Daniel sent us this one — he's asking us to look at how major social media platforms define and enforce their speech policies, why we're seeing this bifurcation between what you might call traditional networks and the alt-platforms, and whether any of them are actually taking this seriously. And there's a specific question buried in there that I think is the right one to start with: is having community standards you don't enforce worse than having none at all?
That's a genuinely uncomfortable question, because it forces you to reckon with the possibility that a platform like Rumble, which openly says "we don't moderate beyond what's illegal," might be more ethically coherent than a platform that maintains the appearance of moderation while letting almost everything through.
The musical equivalent of beige wallpaper, but the wallpaper occasionally doxxes you.
actually not a bad way to put it. The point is, this isn't just a policy debate. It's a technical engineering problem, it's a regulatory design problem, and it's a business model problem all tangled together. And the DSA enforcement moment we're in right now is forcing all of it into the open.
Let's step back and ask: what does "fair speech" even mean when the same phrase is legal in Texas and illegal in Berlin?
That legal layer is where the whole thing gets weird. You've got Section 230 in the US, which basically says platforms aren't liable for what users post — it's the reason the modern internet exists. Then you've got Germany's NetzDG, which says if you don't remove manifestly illegal hate speech within twenty-four hours, you face fines up to fifty million euros. And now the EU Digital Services Act sits on top of both, requiring systemic risk assessments and algorithmic transparency. A single post can be legally protected speech in one jurisdiction and a criminal offense in another, and the platform has to decide which law to follow.
There's no single definition of hate speech that a platform can just code into their systems and be done with it. They're navigating three or four legal frameworks simultaneously, and those frameworks don't agree with each other.
And that's before you even get to the technical problem of what hate speech actually looks like to a machine learning classifier. In a moderation context, "hate speech" isn't a moral category — it's a training dataset. It's labeled examples of text, images, and video that human annotators have tagged as violating a specific policy. The quality of your moderation is entirely dependent on the quality and coverage of that dataset.
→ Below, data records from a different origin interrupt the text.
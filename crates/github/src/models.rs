use serde::{Deserialize, Serialize};

#[derive(Debug, Clone, Serialize, Deserialize, PartialEq, Eq)]
pub struct User {
    pub login: String,
    #[serde(default)]
    pub name: Option<String>,
    #[serde(default)]
    pub email: Option<String>,
}

#[derive(Debug, Clone, Serialize, Deserialize, PartialEq, Eq)]
pub struct RepositoryRef {
    pub full_name: String,
}

#[derive(Debug, Clone, Serialize, Deserialize, PartialEq, Eq)]
pub struct Repository {
    pub full_name: String,
    /// Only set for forks.
    #[serde(default)]
    pub parent: Option<RepositoryRef>,
}

#[derive(Debug, Clone, Serialize, Deserialize, PartialEq, Eq)]
pub struct PullRequest {
    pub number: u64,
    pub html_url: String,
    #[serde(default)]
    pub merged: bool,
}

#[derive(Debug, Clone, Serialize, Deserialize, PartialEq, Eq)]
pub struct PullRequestFile {
    pub filename: String,
}

#[derive(Debug, Clone, Serialize, Deserialize, PartialEq, Eq)]
pub struct CommitDetail {
    pub message: String,
}

#[derive(Debug, Clone, Serialize, Deserialize, PartialEq, Eq)]
pub struct Commit {
    pub sha: String,
    pub commit: CommitDetail,
}

#[derive(Debug, Clone, Serialize, Deserialize, PartialEq, Eq)]
pub struct NewPullRequest {
    pub title: String,
    pub body: String,
    pub head: String,
    pub base: String,
}

#[derive(Debug, Clone, Serialize, Deserialize, PartialEq, Eq)]
pub struct NewComment {
    pub body: String,
}

/// Error payload returned by the GitHub API.
#[derive(Debug, Clone, Default, Serialize, Deserialize, PartialEq, Eq)]
pub struct ApiErrorBody {
    #[serde(default)]
    pub message: String,
    #[serde(default)]
    pub errors: Vec<ApiErrorDetail>,
}

#[derive(Debug, Clone, Default, Serialize, Deserialize, PartialEq, Eq)]
pub struct ApiErrorDetail {
    #[serde(default)]
    pub message: Option<String>,
}

impl ApiErrorBody {
    pub fn first_error_message(&self) -> Option<&str> {
        self.errors.first().and_then(|e| e.message.as_deref())
    }
}
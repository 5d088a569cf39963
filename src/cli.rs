use clap::{Parser, Subcommand};
use sdk_control::BuildRequest;
use sdk_models::{BranchSettings, CONFIG_FILE};
use std::path::PathBuf;
use tracing_subscriber::EnvFilter;

/// Environment variable holding the GitHub token.
pub const TOKEN_ENV: &str = "GH_TOKEN";

const EPILOG: &str = "\
The script activates this additional behaviour if Travis is detected:
 --branch is setted by default to \"RestAPI-PR{number}\" if triggered by a PR, \"RestAPI-{branch}\" otherwise
 Only the files inside the PR are considered. If the PR is NOT detected, all files are used.";

#[derive(Parser, Debug)]
#[command(name = "swagger-to-sdk")]
#[command(
    about = "Build SDK using Autorest and push to Github. The GH_TOKEN environment variable needs to be set to act on Github."
)]
#[command(after_help = EPILOG)]
pub struct SwaggerToSdkArgs {
    /// Rest API git folder.
    #[arg(long = "rest-folder", short = 'r', default_value = ".")]
    pub restapi_git_folder: PathBuf,

    /// PR repo id. If not provided, no PR is done
    #[arg(long)]
    pub pr_repo_id: Option<String>,

    /// Force commit message. {hexsha} will be the current REST SHA1 [default: Generated from {hexsha}]
    #[arg(long, short = 'm')]
    pub message: Option<String>,

    /// Select a specific project. Do all by default. You can use a substring for several projects.
    #[arg(long, short = 'p')]
    pub project: Vec<String>,

    /// The base branch from where create the new branch and where to do the final PR. [default: master]
    #[arg(long, short = 'o')]
    pub base_branch: Option<String>,

    /// The SDK branch to commit. Default if not Travis: autorest. If Travis is detected, see epilog for details
    #[arg(long, short = 'b')]
    pub branch: Option<String>,

    /// The JSON configuration format path
    #[arg(long = "config", short = 'c', default_value = CONFIG_FILE)]
    pub config_path: String,

    /// Force the Autorest to be executed. Must be a directory containing Autorest.exe
    #[arg(long = "autorest")]
    pub autorest_dir: Option<PathBuf>,

    /// Verbosity in INFO mode
    #[arg(short, long)]
    pub verbose: bool,

    /// Verbosity in DEBUG mode
    #[arg(long)]
    pub debug: bool,

    /// Tool settings file (TOML)
    #[arg(long, env = "SWAGGER_TO_SDK_CONFIG")]
    pub settings: Option<PathBuf>,

    /// The SDK Github id. If a simple string, consider it belongs to the GH_TOKEN owner repo. Otherwise, you can use the syntax username/repoid
    pub sdk_git_id: String,
}

impl SwaggerToSdkArgs {
    pub fn log_level(&self) -> &'static str {
        log_level(self.verbose, self.debug)
    }

    /// Run parameters, with message and base branch defaulting to `branches`.
    pub fn build_request(&self, branches: &BranchSettings) -> BuildRequest {
        BuildRequest {
            sdk_git_id: self.sdk_git_id.clone(),
            config_path: self.config_path.clone(),
            project_patterns: self.project.clone(),
            restapi_git_folder: self.restapi_git_folder.clone(),
            pr_repo_id: self.pr_repo_id.clone(),
            message_template: self
                .message
                .clone()
                .unwrap_or_else(|| branches.commit_message.clone()),
            base_branch: self
                .base_branch
                .clone()
                .unwrap_or_else(|| branches.base_branch.clone()),
            branch: self.branch.clone(),
            autorest_dir: self.autorest_dir.clone(),
        }
    }
}

#[derive(Parser, Debug)]
#[command(name = "sdk-image")]
#[command(about = "Provision and run the Swagger to SDK container image")]
#[command(after_help = "Options of sdk-image go before the subcommand.")]
pub struct ImageCli {
    #[command(subcommand)]
    pub command: ImageCommand,

    /// Tool settings file (TOML)
    #[arg(long, env = "SWAGGER_TO_SDK_CONFIG")]
    pub settings: Option<PathBuf>,

    /// Verbosity in INFO mode
    #[arg(short, long)]
    pub verbose: bool,

    /// Verbosity in DEBUG mode
    #[arg(long)]
    pub debug: bool,
}

impl ImageCli {
    pub fn log_level(&self) -> &'static str {
        log_level(self.verbose, self.debug)
    }
}

#[derive(Subcommand, Debug, PartialEq, Eq)]
pub enum ImageCommand {
    /// Print the Dockerfile of the provisioning plan
    Render {
        /// Write to this file instead of stdout
        #[arg(long)]
        out: Option<PathBuf>,
    },
    /// Build the image with docker
    Build {
        /// Directory holding the requirements manifest and the script
        #[arg(long, default_value = ".")]
        context: PathBuf,
        /// Image reference. Defaults to <repository>:<fingerprint>
        #[arg(long)]
        tag: Option<String>,
    },
    /// Run the image entrypoint once and exit with its exit code
    ///
    /// Every argument after the image, `--help` included, goes to the entrypoint.
    #[command(disable_help_flag = true)]
    Run {
        image: String,
        /// Arguments appended to the entrypoint
        #[arg(trailing_var_arg = true, allow_hyphen_values = true)]
        args: Vec<String>,
    },
    /// Check the configuration of a built image
    Inspect { image: String },
    /// Print the effective settings as TOML
    Settings,
}

/// `--debug` wins over `--verbose`; WARN otherwise.
pub fn log_level(verbose: bool, debug: bool) -> &'static str {
    if debug {
        "debug"
    } else if verbose {
        "info"
    } else {
        "warn"
    }
}

/// `RUST_LOG` when set, `level` otherwise.
pub fn init_tracing(level: &str) {
    let filter = EnvFilter::try_from_default_env().unwrap_or_else(|_| EnvFilter::new(level));
    tracing_subscriber::fmt()
        .with_env_filter(filter)
        .with_writer(std::io::stderr)
        .init();
}
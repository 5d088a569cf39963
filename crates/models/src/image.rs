use crate::{ImageSettings, SdkError};
use serde::{Deserialize, Serialize};

/// Everything needed to provision the generator image.
#[derive(Debug, Clone, Serialize, Deserialize, PartialEq)]
pub struct ImageSpec {
    pub base_image: String,
    pub keyserver: String,
    pub key_fingerprint: String,
    pub package_source: String,
    pub package_source_list: String,
    pub packages: Vec<String>,
    pub manifest: String,
    pub locale: String,
    pub script: String,
    pub entrypoint: EntrypointDeclaration,
    pub workdir: String,
}

impl From<&ImageSettings> for ImageSpec {
    fn from(settings: &ImageSettings) -> Self {
        Self {
            base_image: settings.base_image.clone(),
            keyserver: settings.keyserver.clone(),
            key_fingerprint: settings.key_fingerprint.clone(),
            package_source: settings.package_source.clone(),
            package_source_list: settings.package_source_list.clone(),
            packages: settings.packages.clone(),
            manifest: settings.manifest.clone(),
            locale: settings.locale.clone(),
            script: settings.script.clone(),
            entrypoint: EntrypointDeclaration {
                interpreter: settings.interpreter.clone(),
                script_path: settings.script_path.clone(),
            },
            workdir: settings.workdir.clone(),
        }
    }
}

impl ImageSpec {
    /// `LANG`, `LANGUAGE` and `LC_ALL` for the configured locale.
    pub fn locale_env(&self) -> Vec<(String, String)> {
        locale_env(&self.locale)
    }
}

/// Locale variables baked into the image, e.g. `en_US.UTF-8` gives
/// `LANG=en_US.UTF-8`, `LANGUAGE=en_US:en`, `LC_ALL=en_US.UTF-8`.
pub fn locale_env(locale: &str) -> Vec<(String, String)> {
    let territory = locale.split('.').next().unwrap_or(locale);
    let language = territory.split('_').next().unwrap_or(territory);
    vec![
        ("LANG".to_string(), locale.to_string()),
        ("LANGUAGE".to_string(), format!("{territory}:{language}")),
        ("LC_ALL".to_string(), locale.to_string()),
    ]
}

/// Fixed command run by every container. Runtime arguments are appended.
#[derive(Debug, Clone, Serialize, Deserialize, PartialEq, Eq)]
pub struct EntrypointDeclaration {
    pub interpreter: String,
    pub script_path: String,
}

impl EntrypointDeclaration {
    pub fn command(&self) -> Vec<String> {
        vec![self.interpreter.clone(), self.script_path.clone()]
    }

    pub fn invocation<S: AsRef<str>>(&self, args: &[S]) -> Vec<String> {
        let mut argv = self.command();
        argv.extend(args.iter().map(|a| a.as_ref().to_string()));
        argv
    }
}

/// Image configuration as reported by the Docker daemon.
#[derive(Debug, Clone, Default, Serialize, Deserialize, PartialEq)]
pub struct ImageConfig {
    pub entrypoint: Vec<String>,
    pub cmd: Vec<String>,
    pub env: Vec<String>,
    pub working_dir: Option<String>,
}

impl ImageConfig {
    pub fn env_value(&self, key: &str) -> Option<&str> {
        self.env.iter().find_map(|entry| {
            entry
                .split_once('=')
                .filter(|(k, _)| *k == key)
                .map(|(_, v)| v)
        })
    }

    /// Command a container started with `args` would run.
    pub fn invocation<S: AsRef<str>>(&self, args: &[S]) -> Vec<String> {
        let mut argv = self.entrypoint.clone();
        if args.is_empty() {
            argv.extend(self.cmd.iter().cloned());
        } else {
            argv.extend(args.iter().map(|a| a.as_ref().to_string()));
        }
        argv
    }

    /// Check that a built image carries the locale, entrypoint and working
    /// directory of `spec`.
    pub fn verify(&self, spec: &ImageSpec) -> Result<(), SdkError> {
        for (key, expected) in spec.locale_env() {
            match self.env_value(&key) {
                Some(actual) if actual == expected => {}
                actual => {
                    return Err(SdkError::ImageMismatch {
                        reason: format!("{key} is {actual:?}, expected {expected:?}"),
                    })
                }
            }
        }

        let expected = spec.entrypoint.command();
        if self.entrypoint != expected {
            return Err(SdkError::ImageMismatch {
                reason: format!("entrypoint is {:?}, expected {:?}", self.entrypoint, expected),
            });
        }

        if self.working_dir.as_deref() != Some(spec.workdir.as_str()) {
            return Err(SdkError::ImageMismatch {
                reason: format!(
                    "working directory is {:?}, expected {:?}",
                    self.working_dir, spec.workdir
                ),
            });
        }

        Ok(())
    }
}
pub mod ci;
pub mod error;
pub mod image;
pub mod sdk_config;
pub mod settings;

pub use ci::*;
pub use error::*;
pub use image::*;
pub use sdk_config::*;
pub use settings::*;
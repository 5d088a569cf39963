//! Thin async wrapper over the `git` command line.

use sdk_models::SdkError;
use std::path::{Path, PathBuf};
use std::process::Stdio;
use tokio::process::Command;
use tracing::{debug, info, instrument, warn};

pub const NOT_GIT_REPO_SHA: &str = "notgitrepo";

/// HTTPS clone URL of `repo_id`, with `login:token@` credentials when given.
pub fn authenticated_url(host: &str, repo_id: &str, credentials: Option<(&str, &str)>) -> String {
    let base = host.trim_end_matches('/');
    if !base.contains("://") {
        return match credentials {
            Some((login, token)) => format!("https://{login}:{token}@{base}/{repo_id}.git"),
            None => format!("https://{base}/{repo_id}.git"),
        };
    }
    // Explicit scheme, e.g. a file:// mirror
    format!("{base}/{repo_id}.git")
}

/// Hide credentials embedded in URLs before anything is logged.
pub fn redact_credentials(text: &str) -> String {
    let mut out = String::with_capacity(text.len());
    let mut rest = text;
    while let Some(idx) = rest.find("://") {
        let (head, tail) = rest.split_at(idx + 3);
        out.push_str(head);
        let end = tail
            .find(|c: char| c.is_whitespace() || c == '/' || c == '\'' || c == '"')
            .unwrap_or(tail.len());
        match tail[..end].rfind('@') {
            Some(at) => {
                out.push_str("***");
                out.push_str(&tail[at..end]);
            }
            None => out.push_str(&tail[..end]),
        }
        rest = &tail[end..];
    }
    out.push_str(rest);
    out
}

#[derive(Debug, Clone)]
pub struct GitRepo {
    workdir: PathBuf,
}

impl GitRepo {
    pub fn open(workdir: impl Into<PathBuf>) -> Self {
        Self {
            workdir: workdir.into(),
        }
    }

    pub fn workdir(&self) -> &Path {
        &self.workdir
    }

    #[instrument(skip(url), fields(url = %redact_credentials(url)))]
    pub async fn clone_from(url: &str, path: &Path) -> Result<Self, SdkError> {
        let output = Command::new("git")
            .arg("clone")
            .arg(url)
            .arg(path)
            .stdout(Stdio::piped())
            .stderr(Stdio::piped())
            .output()
            .await
            .map_err(|e| git_error("clone", e.to_string()))?;
        if !output.status.success() {
            return Err(git_error(
                "clone",
                redact_credentials(&String::from_utf8_lossy(&output.stderr)),
            ));
        }
        info!("Clone success");
        Ok(Self::open(path))
    }

    async fn output(&self, args: &[&str]) -> Result<std::process::Output, SdkError> {
        Command::new("git")
            .arg("-C")
            .arg(&self.workdir)
            .args(args)
            .stdout(Stdio::piped())
            .stderr(Stdio::piped())
            .output()
            .await
            .map_err(|e| git_error(args.first().copied().unwrap_or("git"), e.to_string()))
    }

    async fn run(&self, args: &[&str]) -> Result<String, SdkError> {
        let output = self.output(args).await?;
        if !output.status.success() {
            return Err(git_error(
                args.first().copied().unwrap_or("git"),
                redact_credentials(String::from_utf8_lossy(&output.stderr).trim()),
            ));
        }
        let stdout = String::from_utf8_lossy(&output.stdout).trim().to_string();
        debug!("git {}: {}", args.join(" "), redact_credentials(&stdout));
        Ok(stdout)
    }

    async fn succeeds(&self, args: &[&str]) -> Result<bool, SdkError> {
        Ok(self.output(args).await?.status.success())
    }

    pub async fn checkout(&self, name: &str) -> Result<(), SdkError> {
        self.run(&["checkout", name]).await.map(|_| ())
    }

    pub async fn has_local_branch(&self, name: &str) -> Result<bool, SdkError> {
        let reference = format!("refs/heads/{name}");
        self.succeeds(&["rev-parse", "--verify", "--quiet", &reference])
            .await
    }

    pub async fn has_remote_branch(&self, remote: &str, name: &str) -> Result<bool, SdkError> {
        let reference = format!("refs/remotes/{remote}/{name}");
        self.succeeds(&["rev-parse", "--verify", "--quiet", &reference])
            .await
    }

    /// Checkout `name`, creating it when neither a local nor an `origin`
    /// branch exists.
    pub async fn checkout_or_create_branch(&self, name: &str) -> Result<(), SdkError> {
        if self.has_local_branch(name).await? {
            return self.checkout(name).await;
        }
        if self.has_remote_branch("origin", name).await? {
            // Creates the local branch tracking origin
            return self.checkout(name).await;
        }
        self.run(&["checkout", "-b", name]).await.map(|_| ())
    }

    pub async fn add_all(&self) -> Result<(), SdkError> {
        self.run(&["add", "-A"]).await.map(|_| ())
    }

    pub async fn has_staged_changes(&self) -> Result<bool, SdkError> {
        let output = self.output(&["diff", "--cached", "--quiet"]).await?;
        match output.status.code() {
            Some(0) => Ok(false),
            Some(1) => Ok(true),
            _ => Err(git_error(
                "diff",
                String::from_utf8_lossy(&output.stderr).trim().to_string(),
            )),
        }
    }

    pub async fn commit(&self, message: &str) -> Result<(), SdkError> {
        self.run(&["commit", "-m", message]).await.map(|_| ())
    }

    pub async fn push(&self, remote: &str, branch: &str, set_upstream: bool) -> Result<(), SdkError> {
        if set_upstream {
            self.run(&["push", "--set-upstream", remote, branch]).await?;
        } else {
            self.run(&["push", remote, branch]).await?;
        }
        Ok(())
    }

    pub async fn push_current(&self) -> Result<(), SdkError> {
        self.run(&["push"]).await.map(|_| ())
    }

    pub async fn set_config(&self, key: &str, value: &str) -> Result<(), SdkError> {
        self.run(&["config", key, value]).await.map(|_| ())
    }

    pub async fn add_remote(&self, name: &str, url: &str) -> Result<(), SdkError> {
        self.run(&["remote", "add", name, url]).await.map(|_| ())
    }

    pub async fn fetch(&self, remote: &str) -> Result<(), SdkError> {
        self.run(&["fetch", remote]).await.map(|_| ())
    }

    pub async fn rebase(&self, upstream: &str) -> Result<String, SdkError> {
        self.run(&["rebase", upstream]).await
    }

    pub async fn active_branch(&self) -> Result<String, SdkError> {
        self.run(&["symbolic-ref", "--short", "HEAD"]).await
    }

    pub async fn head_sha(&self) -> Result<String, SdkError> {
        self.run(&["rev-parse", "HEAD"]).await
    }
}

/// SHA1 of the REST API checkout, or `notgitrepo` when it isn't a git repository.
pub async fn swagger_hexsha(restapi_git_folder: &Path) -> String {
    match GitRepo::open(restapi_git_folder).head_sha().await {
        Ok(hexsha) => {
            info!("Found REST API repo SHA1: {}", hexsha);
            hexsha
        }
        Err(e) => {
            warn!(
                "Not a git repo, SHA1 used will be: {} ({})",
                NOT_GIT_REPO_SHA, e
            );
            NOT_GIT_REPO_SHA.to_string()
        }
    }
}

fn git_error(command: &str, message: String) -> SdkError {
    SdkError::GitError {
        command: command.to_string(),
        message,
    }
}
Datasets have blind spots.
The twenty twenty-four ACLU report found that moderation AI has a thirty-four percent false negative rate for hate speech in African American Vernacular English dialects. That's not a bug in the code — it's a gap in the training data. The annotators who label the training examples don't speak those dialects, don't recognize the coded language, and so the model never learns to catch it. Same problem with dog whistles, in-group slang, phrases that sound innocuous unless you know the subcultural context.
The AI isn't neutral. It's just bad in patterned ways that reflect who built it and who labeled its training data.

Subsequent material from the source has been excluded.